== Segment start ==

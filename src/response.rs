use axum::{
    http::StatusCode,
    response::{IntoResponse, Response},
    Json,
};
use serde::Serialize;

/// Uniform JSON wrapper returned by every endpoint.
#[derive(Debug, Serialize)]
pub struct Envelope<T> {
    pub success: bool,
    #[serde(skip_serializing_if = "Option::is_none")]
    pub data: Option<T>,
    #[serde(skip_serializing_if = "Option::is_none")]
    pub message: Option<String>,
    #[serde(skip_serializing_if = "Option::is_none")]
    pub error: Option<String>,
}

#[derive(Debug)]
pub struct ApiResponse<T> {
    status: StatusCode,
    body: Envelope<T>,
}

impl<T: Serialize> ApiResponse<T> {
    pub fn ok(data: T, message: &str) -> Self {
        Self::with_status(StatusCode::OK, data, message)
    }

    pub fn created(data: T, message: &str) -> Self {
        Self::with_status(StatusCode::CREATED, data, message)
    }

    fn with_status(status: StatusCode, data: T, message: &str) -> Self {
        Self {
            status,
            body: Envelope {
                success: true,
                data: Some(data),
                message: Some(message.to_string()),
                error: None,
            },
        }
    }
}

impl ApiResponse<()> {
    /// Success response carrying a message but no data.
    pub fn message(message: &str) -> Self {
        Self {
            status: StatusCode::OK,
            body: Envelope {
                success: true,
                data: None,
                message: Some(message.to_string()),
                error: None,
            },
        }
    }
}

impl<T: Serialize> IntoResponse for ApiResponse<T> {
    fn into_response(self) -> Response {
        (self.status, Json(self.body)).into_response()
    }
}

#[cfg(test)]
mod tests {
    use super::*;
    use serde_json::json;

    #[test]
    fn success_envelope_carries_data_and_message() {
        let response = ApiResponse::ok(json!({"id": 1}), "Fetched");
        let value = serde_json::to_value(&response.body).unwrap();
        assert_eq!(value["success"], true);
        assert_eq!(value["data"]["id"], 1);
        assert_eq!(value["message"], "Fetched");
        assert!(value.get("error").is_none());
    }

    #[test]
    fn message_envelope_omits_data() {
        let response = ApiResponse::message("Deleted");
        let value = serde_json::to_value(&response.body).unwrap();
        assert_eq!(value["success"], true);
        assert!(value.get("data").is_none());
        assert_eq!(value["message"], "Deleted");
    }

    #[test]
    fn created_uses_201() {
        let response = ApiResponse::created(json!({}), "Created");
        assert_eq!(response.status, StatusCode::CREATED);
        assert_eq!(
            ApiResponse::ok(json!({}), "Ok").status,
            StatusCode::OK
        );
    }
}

== Segment end ==

▶ _TASK STATEMENT_: Take the records above and copy them out exactly.

▶ _TASK ANSWER_:
filename src/response.rs
use axum::{
    http::StatusCode,
    response::{IntoResponse, Response},
    Json,
};
use serde::Serialize;

/// Uniform JSON wrapper returned by every endpoint.
#[derive(Debug, Serialize)]
pub struct Envelope<T> {
    pub success: bool,
    #[serde(skip_serializing_if = "Option::is_none")]
    pub data: Option<T>,
    #[serde(skip_serializing_if = "Option::is_none")]
    pub message: Option<String>,
    #[serde(skip_serializing_if = "Option::is_none")]
    pub error: Option<String>,
}

#[derive(Debug)]
pub struct ApiResponse<T> {
    status: StatusCode,
    body: Envelope<T>,
}

impl<T: Serialize> ApiResponse<T> {
    pub fn ok(data: T, message: &str) -> Self {
        Self::with_status(StatusCode::OK, data, message)
    }

    pub fn created(data: T, message: &str) -> Self {
        Self::with_status(StatusCode::CREATED, data, message)
    }

    fn with_status(status: StatusCode, data: T, message: &str) -> Self {
        Self {
            status,
            body: Envelope {
                success: true,
                data: Some(data),
                message: Some(message.to_string()),
                error: None,
            },
        }
    }
}

impl ApiResponse<()> {
    /// Success response carrying a message but no data.
    pub fn message(message: &str) -> Self {
        Self {
            status: StatusCode::OK,
            body: Envelope {
                success: true,
                data: None,
                message: Some(message.to_string()),
                error: None,
            },
        }
    }
}

impl<T: Serialize> IntoResponse for ApiResponse<T> {
    fn into_response(self) -> Response {
        (self.status, Json(self.body)).into_response()
    }
}

#[cfg(test)]
mod tests {
    use super::*;
    use serde_json::json;

    #[test]
    fn success_envelope_carries_data_and_message() {
        let response = ApiResponse::ok(json!({"id": 1}), "Fetched");
        let value = serde_json::to_value(&response.body).unwrap();
        assert_eq!(value["success"], true);
        assert_eq!(value["data"]["id"], 1);
        assert_eq!(value["message"], "Fetched");
        assert!(value.get("error").is_none());
    }

    #[test]
    fn message_envelope_omits_data() {
        let response = ApiResponse::message("Deleted");
        let value = serde_json::to_value(&response.body).unwrap();
        assert_eq!(value["success"], true);
        assert!(value.get("data").is_none());
        assert_eq!(value["message"], "Deleted");
    }

    #[test]
    fn created_uses_201() {
        let response = ApiResponse::created(json!({}), "Created");
        assert_eq!(response.status, StatusCode::CREATED);
        assert_eq!(
            ApiResponse::ok(json!({}), "Ok").status,
            StatusCode::OK
        );
    }
}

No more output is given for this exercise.